Cable News Fundraisers
Is there a similarity between cable news and the way some nonprofits operate?
Tom’s Does Your Fundraising Depend on Urgency posted last week would suggest so.
In Cable News Seth Godin wonders: “What if the fear and maiaise and anger isn’t merely being reported by cable news…
“What if it’s being caused by cable news?”
Last January in Better or Worse World? I noted that “despite the stupidity and horror we’re exposed to daily I’ve come to the conclusion that humanity is actually headed in the right direction.”
For many nonprofits there’s always “urgent need” because disease, famine, war and violence are urgent matters.
But, if we go overboard on “urgency” in our messaging, mail and email — our equivalent of cable’s Breaking News — we’re not only in danger of dulling the perspective and senses of our donors, but also our own psyches.

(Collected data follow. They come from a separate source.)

use thiserror::Error;

/// Failure of a single spin request. Nothing about the session changes when
/// this is returned.
#[derive(Debug, Clone, PartialEq, Eq, Error)]
pub enum SpinError {
    #[error("invalid bet {bet}: must be positive and no more than the balance of {balance}")]
    InvalidBet { bet: i64, balance: u64 },
}

#[derive(Debug, Error)]
pub enum TableError {
    #[error("symbol table is empty")]
    Empty,
    #[error("symbol {0} appears more than once")]
    Duplicate(String),
    #[error("symbol {id} has invalid multiplier {value}")]
    Multiplier { id: String, value: f64 },
    #[error("symbol {id} has probability {value} outside (0, 1]")]
    Probability { id: String, value: f64 },
    #[error("symbol probabilities sum to {0}, expected 1")]
    Sum(f64),
    #[error("invalid symbol table json: {0}")]
    Json(#[from] serde_json::Error),
}
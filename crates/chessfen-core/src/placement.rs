use crate::piece::Piece;
use crate::square::Square;
use serde::{Deserialize, Serialize};
use std::collections::BTreeMap;

/// A piece on a square together with the score of the detection that put it there.
#[derive(Clone, Copy, Debug, PartialEq, Serialize, Deserialize)]
pub struct PlacedPiece {
    pub piece: Piece,
    pub confidence: f32,
}

/// Sparse square → piece mapping for one frame.
///
/// Keys are unique; iteration follows FEN order (a8 first, h1 last).
#[derive(Clone, Debug, Default, PartialEq, Serialize, Deserialize)]
#[serde(transparent)]
pub struct PiecePlacement {
    squares: BTreeMap<Square, PlacedPiece>,
}

impl PiecePlacement {
    pub fn new() -> Self {
        Self::default()
    }

    /// Put `piece` on `square`, returning whatever was there before.
    pub fn insert(&mut self, square: Square, piece: Piece, confidence: f32) -> Option<PlacedPiece> {
        self.squares.insert(square, PlacedPiece { piece, confidence })
    }

    pub fn remove(&mut self, square: Square) -> Option<PlacedPiece> {
        self.squares.remove(&square)
    }

    pub fn get(&self, square: Square) -> Option<&PlacedPiece> {
        self.squares.get(&square)
    }

    pub fn piece_at(&self, square: Square) -> Option<Piece> {
        self.squares.get(&square).map(|p| p.piece)
    }

    pub fn len(&self) -> usize {
        self.squares.len()
    }

    pub fn is_empty(&self) -> bool {
        self.squares.is_empty()
    }

    pub fn iter(&self) -> impl Iterator<Item = (Square, &PlacedPiece)> {
        self.squares.iter().map(|(&sq, p)| (sq, p))
    }

    /// Mean confidence over occupied squares, `0.0` when empty.
    pub fn mean_confidence(&self) -> f32 {
        if self.squares.is_empty() {
            return 0.0;
        }
        let sum: f32 = self.squares.values().map(|p| p.confidence).sum();
        sum / self.squares.len() as f32
    }

    /// Plain square → piece view, dropping confidences.
    pub fn pieces(&self) -> BTreeMap<Square, Piece> {
        self.squares.iter().map(|(&sq, p)| (sq, p.piece)).collect()
    }
}

impl FromIterator<(Square, Piece)> for PiecePlacement {
    /// Collect with confidence `1.0`; later entries overwrite earlier ones.
    fn from_iter<I: IntoIterator<Item = (Square, Piece)>>(iter: I) -> Self {
        let mut out = Self::new();
        for (sq, piece) in iter {
            out.insert(sq, piece, 1.0);
        }
        out
    }
}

When our mail appears to be the equivalent of the overwrought, breathless talking heads of cable news we’re really putting short-term financial goals ahead of reality.
We owe our donors ‘importance’ and ‘accomplishments’ and perspective on the gains they help make possible. Of course, at times a sense of urgency is absolutely required. But urgent, after urgent, after time-dated-respond-within-10-days messages, delivered appeal after appeal, could result in creating the vision of a world in which donors feel their support is making no difference, no progress.
Remember, thanks in no small part to the global work of NGOs and philanthropy, empirical evidence suggests the world has become ever more virtuous in the 50+ years since the 1960s.
Statistically, for example, as I noted in January:
- In 1963 the average global life expectancy was 55 years. In 2016 it’s 71 years.
- Those of us in North America have added 10 years to our life expectancy (from 68 to 78) in the last five decades. But the biggest gains have been made in India, China, Brazil and South Korea.
- We’re not only living longer; we’re living better. In 1963 the Human Development Index, the quality of life measure compiled by the United Nations, for most developed nations was 0.48. For the poorest part of the world, sub-Saharan Africa, it was 0.11. Today for the developed world it’s 0.88 and has risen to 0.51 in sub-Saharan Africa.
- Despite the horrific battle zone and crime footage on the nightly news, casualties resulting from warfare are way down, dropping from 250 deaths per million at the start of the ‘60s to fewer than 10 deaths per million currently. Although homicide rates are a bit higher than in 1963 when they were at their lowest point in 40 years, they have been on the decline since 1991 and are nearing the low levels that existed back then.
And we seem to be making progress across a wide range of fronts and categories:
- In the ‘60s, 500 of every 100,000 people on the planet died of famine. In the past 10 years the rate has dropped to 3 in 100,000.
- Here in the US, when I began my career, millions of African Americans couldn’t vote, women couldn’t get a credit card unless their husbands or parent signed for it. Neither could they get student loans and often not even scholarships. And abortion was illegal. Millions of gay, lesbian, bisexual and transsexual Americans lived in terror of being outed. Today all that has changed or is changing for the better.
- Even protection of the environment, despite the threat of climate change, is moving in the right direction. I remember when I moved to Washington, DC in the ‘60s that swimming in the Potomac River was prohibited because of the threat of hepatitis. And there was no Clean Air or Clean Water Acts, No Endangered Species Act and no Environmental Protection Agency.
Of course we need to do more. Much more.
We need to remind our donors that their generosity does makes a difference on important issues. And sometimes the need is urgent. But, we’re not going to keep our donors or change the world by becoming cable news fundraisers.
Roger
Thank you for today’s uplifting reminder that our work matters and the dollars we raise make a difference!
Good dose of salts, Roger.
I wonder sometimes (well, hope) if the one-trick pony that is “the news” (as opposed to good journalism) will die of irrelevance.
The amygdala is a wonderful thing … for news operations. Built into every human brain is this organ devoted exclusively to responding to danger. “If it bleeds, it leads” is mere stimulus/response. I tell you something awful has happened. Your amygdala (a.k.a., the lizard brain) forces you to pay attention (biology 101). And I sell your attention to my advertisers.
It’s a crude racket, not devoted to the truth at all … but rather to sensation of any sort. Addicted to the irresponsible, misleading over-reportage of catastrophes for the sake of ad revenues.